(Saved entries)
********

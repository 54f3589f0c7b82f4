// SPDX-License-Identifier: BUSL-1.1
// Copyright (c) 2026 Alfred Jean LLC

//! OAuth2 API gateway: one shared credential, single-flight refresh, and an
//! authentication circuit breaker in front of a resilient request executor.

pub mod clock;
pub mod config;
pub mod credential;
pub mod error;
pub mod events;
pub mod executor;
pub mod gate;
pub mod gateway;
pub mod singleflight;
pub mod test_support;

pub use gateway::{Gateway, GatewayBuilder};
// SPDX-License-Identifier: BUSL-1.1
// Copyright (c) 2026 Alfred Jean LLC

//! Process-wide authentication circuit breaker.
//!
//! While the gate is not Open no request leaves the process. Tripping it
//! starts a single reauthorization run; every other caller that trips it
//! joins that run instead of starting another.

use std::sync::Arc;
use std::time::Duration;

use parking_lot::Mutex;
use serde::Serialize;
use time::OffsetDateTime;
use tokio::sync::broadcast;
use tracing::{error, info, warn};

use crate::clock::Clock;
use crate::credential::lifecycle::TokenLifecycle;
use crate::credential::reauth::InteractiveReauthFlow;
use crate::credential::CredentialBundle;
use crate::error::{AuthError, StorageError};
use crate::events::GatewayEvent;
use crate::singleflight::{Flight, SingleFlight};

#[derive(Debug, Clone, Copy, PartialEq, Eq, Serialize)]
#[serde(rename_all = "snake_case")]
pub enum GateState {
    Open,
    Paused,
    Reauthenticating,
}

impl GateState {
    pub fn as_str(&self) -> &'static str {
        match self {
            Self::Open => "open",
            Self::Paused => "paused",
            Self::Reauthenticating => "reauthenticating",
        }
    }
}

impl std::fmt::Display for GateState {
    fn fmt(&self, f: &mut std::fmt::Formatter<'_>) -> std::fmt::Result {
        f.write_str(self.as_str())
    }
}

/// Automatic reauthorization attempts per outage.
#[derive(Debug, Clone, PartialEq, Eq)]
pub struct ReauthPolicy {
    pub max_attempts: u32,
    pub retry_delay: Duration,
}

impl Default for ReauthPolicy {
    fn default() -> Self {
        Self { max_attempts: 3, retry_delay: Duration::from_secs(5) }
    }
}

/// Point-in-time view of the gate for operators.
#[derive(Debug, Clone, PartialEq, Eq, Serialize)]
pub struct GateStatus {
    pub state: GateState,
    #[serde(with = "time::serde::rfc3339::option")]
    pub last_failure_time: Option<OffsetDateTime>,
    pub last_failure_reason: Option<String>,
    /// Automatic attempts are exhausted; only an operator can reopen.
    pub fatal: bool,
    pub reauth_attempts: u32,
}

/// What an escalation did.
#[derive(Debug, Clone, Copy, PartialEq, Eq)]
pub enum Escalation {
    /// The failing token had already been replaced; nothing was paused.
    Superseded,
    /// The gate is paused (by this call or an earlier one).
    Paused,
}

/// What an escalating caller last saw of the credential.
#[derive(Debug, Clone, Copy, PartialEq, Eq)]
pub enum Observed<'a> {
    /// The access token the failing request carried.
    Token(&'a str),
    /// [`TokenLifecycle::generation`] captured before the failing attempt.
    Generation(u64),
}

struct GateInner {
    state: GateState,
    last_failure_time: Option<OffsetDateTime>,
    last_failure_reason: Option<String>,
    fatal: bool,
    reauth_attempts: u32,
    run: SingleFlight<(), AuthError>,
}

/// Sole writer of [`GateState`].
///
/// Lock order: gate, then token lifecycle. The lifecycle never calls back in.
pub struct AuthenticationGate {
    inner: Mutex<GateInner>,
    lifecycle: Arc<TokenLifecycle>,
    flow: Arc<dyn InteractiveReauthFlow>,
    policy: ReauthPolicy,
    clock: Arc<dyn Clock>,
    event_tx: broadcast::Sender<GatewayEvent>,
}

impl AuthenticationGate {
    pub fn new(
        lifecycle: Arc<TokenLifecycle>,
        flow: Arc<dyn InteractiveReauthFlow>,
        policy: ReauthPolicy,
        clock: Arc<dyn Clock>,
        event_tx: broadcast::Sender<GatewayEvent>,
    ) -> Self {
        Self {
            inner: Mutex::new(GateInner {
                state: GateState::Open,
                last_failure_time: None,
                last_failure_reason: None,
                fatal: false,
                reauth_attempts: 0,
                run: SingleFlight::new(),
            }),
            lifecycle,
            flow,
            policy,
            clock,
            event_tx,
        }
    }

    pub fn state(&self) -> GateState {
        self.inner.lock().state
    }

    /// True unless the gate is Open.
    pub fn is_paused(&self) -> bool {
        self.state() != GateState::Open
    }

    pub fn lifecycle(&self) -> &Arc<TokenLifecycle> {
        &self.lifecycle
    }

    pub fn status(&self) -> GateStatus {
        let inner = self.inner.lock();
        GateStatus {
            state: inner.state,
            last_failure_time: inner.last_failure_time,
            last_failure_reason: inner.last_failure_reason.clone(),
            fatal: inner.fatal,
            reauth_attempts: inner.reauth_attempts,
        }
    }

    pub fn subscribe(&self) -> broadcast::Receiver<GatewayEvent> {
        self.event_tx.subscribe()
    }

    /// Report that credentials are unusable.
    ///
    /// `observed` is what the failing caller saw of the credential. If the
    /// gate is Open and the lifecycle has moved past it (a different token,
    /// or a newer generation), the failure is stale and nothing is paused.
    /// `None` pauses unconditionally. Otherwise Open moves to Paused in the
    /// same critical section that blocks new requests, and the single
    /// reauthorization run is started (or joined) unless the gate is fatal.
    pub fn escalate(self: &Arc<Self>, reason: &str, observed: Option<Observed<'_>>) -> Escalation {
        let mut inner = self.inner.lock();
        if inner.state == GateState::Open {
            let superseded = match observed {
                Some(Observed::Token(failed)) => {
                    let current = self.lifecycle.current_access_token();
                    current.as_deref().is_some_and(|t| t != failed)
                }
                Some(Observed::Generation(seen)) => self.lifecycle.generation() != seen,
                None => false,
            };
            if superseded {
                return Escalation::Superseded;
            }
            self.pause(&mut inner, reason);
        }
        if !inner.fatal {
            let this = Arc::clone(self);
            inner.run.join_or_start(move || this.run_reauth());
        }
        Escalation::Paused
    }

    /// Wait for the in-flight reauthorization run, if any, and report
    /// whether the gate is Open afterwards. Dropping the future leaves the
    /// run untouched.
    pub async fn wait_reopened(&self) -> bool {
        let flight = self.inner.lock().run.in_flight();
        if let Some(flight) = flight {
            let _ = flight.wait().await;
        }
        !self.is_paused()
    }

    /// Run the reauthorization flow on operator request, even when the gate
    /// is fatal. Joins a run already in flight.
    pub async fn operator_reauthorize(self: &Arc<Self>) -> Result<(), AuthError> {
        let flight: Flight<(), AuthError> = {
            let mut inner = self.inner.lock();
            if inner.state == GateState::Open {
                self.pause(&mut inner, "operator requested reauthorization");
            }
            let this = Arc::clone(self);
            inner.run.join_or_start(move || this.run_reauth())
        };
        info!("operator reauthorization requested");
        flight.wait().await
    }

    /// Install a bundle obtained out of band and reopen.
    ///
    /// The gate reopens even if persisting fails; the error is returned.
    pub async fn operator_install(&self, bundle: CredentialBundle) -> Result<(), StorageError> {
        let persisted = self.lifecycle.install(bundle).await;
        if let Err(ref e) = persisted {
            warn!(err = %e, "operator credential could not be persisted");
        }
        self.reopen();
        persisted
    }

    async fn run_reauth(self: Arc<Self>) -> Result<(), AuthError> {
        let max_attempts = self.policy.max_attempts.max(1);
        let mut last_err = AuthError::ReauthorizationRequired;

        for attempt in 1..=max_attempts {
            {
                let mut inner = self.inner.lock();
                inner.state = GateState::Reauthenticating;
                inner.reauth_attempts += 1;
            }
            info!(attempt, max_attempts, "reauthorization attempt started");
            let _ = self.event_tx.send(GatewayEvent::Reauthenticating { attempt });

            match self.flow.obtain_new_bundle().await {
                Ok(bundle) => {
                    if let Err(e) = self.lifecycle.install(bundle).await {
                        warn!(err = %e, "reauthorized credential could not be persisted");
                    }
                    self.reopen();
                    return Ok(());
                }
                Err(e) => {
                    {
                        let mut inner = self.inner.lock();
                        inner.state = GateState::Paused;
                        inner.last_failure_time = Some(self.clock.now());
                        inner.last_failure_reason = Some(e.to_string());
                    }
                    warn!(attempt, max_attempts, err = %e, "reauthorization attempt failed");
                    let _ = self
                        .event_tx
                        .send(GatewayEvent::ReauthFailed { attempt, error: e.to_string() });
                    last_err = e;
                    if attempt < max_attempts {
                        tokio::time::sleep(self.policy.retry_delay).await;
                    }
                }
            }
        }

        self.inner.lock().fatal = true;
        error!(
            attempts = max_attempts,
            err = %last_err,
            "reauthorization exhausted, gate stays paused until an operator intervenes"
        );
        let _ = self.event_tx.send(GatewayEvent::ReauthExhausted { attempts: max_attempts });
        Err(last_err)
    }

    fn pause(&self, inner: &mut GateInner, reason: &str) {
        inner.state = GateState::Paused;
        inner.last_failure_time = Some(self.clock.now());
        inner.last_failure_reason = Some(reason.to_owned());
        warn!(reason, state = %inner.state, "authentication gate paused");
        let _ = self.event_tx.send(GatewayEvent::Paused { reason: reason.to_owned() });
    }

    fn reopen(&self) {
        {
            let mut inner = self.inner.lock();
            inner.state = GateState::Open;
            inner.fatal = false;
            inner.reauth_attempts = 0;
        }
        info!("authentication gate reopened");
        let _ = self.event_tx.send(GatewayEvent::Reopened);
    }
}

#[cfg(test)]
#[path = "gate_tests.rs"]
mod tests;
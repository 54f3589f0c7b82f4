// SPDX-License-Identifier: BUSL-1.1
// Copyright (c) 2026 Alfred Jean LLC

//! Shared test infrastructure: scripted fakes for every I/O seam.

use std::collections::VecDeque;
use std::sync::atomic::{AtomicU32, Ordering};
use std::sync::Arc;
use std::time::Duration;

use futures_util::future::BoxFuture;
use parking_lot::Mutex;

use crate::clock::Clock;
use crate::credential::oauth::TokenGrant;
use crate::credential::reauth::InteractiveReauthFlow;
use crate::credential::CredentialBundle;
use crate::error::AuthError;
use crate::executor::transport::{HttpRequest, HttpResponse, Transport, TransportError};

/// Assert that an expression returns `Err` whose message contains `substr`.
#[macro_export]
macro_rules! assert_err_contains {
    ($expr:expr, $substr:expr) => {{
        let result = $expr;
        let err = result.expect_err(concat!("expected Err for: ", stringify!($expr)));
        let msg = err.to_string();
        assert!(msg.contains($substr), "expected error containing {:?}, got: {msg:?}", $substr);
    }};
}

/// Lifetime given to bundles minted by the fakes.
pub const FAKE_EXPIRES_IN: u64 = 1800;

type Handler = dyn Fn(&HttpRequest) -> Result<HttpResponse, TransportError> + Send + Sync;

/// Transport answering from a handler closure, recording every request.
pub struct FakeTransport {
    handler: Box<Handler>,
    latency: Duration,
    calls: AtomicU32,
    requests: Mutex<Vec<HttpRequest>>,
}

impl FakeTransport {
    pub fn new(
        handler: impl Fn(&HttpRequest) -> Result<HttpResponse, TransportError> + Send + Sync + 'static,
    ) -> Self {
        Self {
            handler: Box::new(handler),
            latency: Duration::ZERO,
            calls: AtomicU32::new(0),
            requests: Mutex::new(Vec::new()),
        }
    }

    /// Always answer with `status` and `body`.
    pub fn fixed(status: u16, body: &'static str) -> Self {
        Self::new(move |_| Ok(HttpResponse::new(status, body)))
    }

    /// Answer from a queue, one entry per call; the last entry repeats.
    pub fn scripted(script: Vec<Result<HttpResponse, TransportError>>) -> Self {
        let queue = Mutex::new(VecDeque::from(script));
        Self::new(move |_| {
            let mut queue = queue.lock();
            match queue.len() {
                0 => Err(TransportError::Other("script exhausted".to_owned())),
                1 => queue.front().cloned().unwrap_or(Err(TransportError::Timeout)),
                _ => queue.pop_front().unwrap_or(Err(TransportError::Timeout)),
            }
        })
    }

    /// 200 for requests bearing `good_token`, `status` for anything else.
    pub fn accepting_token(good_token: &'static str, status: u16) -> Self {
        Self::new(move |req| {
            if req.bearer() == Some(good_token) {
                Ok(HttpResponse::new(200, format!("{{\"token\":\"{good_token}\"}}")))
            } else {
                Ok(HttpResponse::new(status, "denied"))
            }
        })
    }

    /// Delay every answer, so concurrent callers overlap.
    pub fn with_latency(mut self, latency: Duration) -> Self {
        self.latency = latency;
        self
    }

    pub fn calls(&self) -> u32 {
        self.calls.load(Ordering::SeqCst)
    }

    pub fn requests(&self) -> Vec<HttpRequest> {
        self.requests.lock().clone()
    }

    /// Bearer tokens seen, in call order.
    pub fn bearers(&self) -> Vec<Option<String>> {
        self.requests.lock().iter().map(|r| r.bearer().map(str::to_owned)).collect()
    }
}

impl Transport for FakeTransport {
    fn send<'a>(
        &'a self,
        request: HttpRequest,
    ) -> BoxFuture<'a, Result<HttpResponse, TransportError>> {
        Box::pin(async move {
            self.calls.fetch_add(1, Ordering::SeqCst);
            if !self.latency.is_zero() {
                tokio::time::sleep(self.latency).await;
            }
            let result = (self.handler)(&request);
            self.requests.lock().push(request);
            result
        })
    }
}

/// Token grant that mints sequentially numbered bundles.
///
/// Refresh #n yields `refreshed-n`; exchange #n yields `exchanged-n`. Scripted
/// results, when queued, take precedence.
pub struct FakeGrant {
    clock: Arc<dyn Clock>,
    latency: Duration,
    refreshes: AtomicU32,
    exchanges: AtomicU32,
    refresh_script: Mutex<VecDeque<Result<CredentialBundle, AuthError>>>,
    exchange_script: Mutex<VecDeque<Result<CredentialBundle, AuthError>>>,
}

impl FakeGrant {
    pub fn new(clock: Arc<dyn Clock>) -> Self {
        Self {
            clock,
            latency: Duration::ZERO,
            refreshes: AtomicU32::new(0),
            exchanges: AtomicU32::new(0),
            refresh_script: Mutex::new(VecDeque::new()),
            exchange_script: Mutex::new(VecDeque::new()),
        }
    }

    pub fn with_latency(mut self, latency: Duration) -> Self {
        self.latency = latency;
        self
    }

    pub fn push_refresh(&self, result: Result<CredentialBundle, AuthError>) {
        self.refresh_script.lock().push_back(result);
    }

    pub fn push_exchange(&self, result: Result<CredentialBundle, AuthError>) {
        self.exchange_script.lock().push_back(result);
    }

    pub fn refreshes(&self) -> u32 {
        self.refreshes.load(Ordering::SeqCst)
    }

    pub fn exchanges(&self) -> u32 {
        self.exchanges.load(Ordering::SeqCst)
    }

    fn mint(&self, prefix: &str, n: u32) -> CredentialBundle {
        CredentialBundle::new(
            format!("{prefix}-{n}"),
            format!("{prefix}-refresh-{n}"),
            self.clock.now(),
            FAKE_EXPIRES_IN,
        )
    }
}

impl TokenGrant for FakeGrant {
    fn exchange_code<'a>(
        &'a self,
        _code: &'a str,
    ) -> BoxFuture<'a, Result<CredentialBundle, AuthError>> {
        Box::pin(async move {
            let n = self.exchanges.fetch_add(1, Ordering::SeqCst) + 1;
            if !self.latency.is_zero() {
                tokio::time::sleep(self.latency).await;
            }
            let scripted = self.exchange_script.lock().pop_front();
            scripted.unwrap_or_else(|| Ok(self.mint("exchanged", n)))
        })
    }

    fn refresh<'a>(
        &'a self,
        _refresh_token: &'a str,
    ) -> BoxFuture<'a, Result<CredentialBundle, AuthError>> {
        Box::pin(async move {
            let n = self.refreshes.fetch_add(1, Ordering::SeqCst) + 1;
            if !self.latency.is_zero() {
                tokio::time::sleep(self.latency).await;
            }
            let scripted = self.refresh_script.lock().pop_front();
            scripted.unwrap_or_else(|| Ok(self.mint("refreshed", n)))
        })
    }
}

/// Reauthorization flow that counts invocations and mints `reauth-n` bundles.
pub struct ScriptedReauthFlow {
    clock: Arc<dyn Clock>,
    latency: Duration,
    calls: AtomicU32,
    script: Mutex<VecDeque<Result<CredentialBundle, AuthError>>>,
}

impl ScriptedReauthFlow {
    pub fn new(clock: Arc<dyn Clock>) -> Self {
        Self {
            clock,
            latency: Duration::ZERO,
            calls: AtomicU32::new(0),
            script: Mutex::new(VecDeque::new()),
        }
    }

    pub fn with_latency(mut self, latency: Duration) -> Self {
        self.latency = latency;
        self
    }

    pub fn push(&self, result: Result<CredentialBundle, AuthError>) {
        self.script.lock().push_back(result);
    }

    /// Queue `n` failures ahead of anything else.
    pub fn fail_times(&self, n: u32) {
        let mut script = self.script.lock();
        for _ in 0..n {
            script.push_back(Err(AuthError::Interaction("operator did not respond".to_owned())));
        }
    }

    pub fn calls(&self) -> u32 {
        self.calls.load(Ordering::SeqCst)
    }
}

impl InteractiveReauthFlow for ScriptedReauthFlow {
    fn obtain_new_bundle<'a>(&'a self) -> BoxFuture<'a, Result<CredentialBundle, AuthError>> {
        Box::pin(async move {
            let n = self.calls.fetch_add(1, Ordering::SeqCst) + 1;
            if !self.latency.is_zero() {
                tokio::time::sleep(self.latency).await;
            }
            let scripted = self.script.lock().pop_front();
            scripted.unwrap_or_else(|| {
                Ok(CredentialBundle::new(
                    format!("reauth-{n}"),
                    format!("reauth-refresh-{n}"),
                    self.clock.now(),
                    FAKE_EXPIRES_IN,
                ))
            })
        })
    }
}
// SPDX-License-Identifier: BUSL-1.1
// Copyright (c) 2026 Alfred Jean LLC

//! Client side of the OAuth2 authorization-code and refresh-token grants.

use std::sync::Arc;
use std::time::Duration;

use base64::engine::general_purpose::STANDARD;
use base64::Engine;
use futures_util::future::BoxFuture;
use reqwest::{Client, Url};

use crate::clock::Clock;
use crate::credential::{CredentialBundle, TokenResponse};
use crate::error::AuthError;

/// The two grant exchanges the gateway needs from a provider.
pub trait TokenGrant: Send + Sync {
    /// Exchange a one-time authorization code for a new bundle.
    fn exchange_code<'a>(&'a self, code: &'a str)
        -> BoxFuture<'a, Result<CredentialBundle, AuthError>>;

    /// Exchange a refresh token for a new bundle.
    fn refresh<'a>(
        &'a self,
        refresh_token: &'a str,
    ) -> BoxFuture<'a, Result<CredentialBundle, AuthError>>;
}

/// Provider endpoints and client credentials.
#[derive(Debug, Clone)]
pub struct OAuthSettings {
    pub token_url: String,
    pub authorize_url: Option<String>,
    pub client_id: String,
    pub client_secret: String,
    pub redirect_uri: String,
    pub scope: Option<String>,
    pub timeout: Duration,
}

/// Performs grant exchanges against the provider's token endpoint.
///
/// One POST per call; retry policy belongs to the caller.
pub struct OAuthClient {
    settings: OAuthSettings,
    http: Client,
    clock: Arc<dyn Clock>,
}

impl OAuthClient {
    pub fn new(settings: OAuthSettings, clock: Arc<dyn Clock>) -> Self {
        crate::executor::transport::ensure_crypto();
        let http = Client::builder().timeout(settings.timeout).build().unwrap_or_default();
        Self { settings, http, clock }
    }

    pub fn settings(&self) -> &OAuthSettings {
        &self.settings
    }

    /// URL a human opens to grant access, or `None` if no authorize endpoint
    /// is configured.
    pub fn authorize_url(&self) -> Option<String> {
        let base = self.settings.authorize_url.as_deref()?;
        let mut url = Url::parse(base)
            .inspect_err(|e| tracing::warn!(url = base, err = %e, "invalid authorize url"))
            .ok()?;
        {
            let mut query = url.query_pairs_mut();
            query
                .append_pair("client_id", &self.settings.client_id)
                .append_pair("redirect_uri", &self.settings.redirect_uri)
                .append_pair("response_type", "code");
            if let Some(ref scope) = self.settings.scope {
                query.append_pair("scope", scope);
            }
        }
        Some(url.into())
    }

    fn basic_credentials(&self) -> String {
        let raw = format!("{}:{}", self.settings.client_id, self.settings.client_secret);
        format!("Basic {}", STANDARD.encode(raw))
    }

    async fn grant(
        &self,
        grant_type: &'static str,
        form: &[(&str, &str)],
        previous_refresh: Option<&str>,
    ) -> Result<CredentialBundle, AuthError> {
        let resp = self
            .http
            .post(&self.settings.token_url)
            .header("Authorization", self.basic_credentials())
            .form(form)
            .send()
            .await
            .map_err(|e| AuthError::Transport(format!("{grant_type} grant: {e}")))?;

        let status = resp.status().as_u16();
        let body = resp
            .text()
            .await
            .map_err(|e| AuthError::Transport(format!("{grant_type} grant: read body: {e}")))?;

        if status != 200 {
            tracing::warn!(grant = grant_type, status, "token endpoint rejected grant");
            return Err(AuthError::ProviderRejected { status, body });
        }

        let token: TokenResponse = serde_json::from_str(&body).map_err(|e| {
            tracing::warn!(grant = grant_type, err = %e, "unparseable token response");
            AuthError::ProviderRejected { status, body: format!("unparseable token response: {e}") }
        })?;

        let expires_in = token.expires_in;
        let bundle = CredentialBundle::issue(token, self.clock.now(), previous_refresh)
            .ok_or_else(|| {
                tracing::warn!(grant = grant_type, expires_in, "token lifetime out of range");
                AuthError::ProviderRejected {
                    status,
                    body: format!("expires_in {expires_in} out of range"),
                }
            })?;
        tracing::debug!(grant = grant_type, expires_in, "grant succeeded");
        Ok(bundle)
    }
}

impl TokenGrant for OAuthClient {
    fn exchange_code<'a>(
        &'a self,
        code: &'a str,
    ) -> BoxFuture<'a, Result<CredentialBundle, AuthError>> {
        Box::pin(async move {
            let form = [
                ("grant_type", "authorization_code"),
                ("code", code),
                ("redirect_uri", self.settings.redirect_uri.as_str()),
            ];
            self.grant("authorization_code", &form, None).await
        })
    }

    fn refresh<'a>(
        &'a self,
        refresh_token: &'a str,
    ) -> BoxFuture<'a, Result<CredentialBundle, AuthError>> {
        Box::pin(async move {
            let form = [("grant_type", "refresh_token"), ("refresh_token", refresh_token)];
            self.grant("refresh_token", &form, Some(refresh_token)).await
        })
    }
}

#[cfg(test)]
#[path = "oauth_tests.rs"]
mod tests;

********

▶ _Task details_
Copy out every line of the data where the word "tracing" occurs.

▶ _Answer to the exercise_
use tracing::{error, info, warn};
            .inspect_err(|e| tracing::warn!(url = base, err = %e, "invalid authorize url"))
            tracing::warn!(grant = grant_type, status, "token endpoint rejected grant");
            tracing::warn!(grant = grant_type, err = %e, "unparseable token response");
                tracing::warn!(grant = grant_type, expires_in, "token lifetime out of range");
        tracing::debug!(grant = grant_type, expires_in, "grant succeeded");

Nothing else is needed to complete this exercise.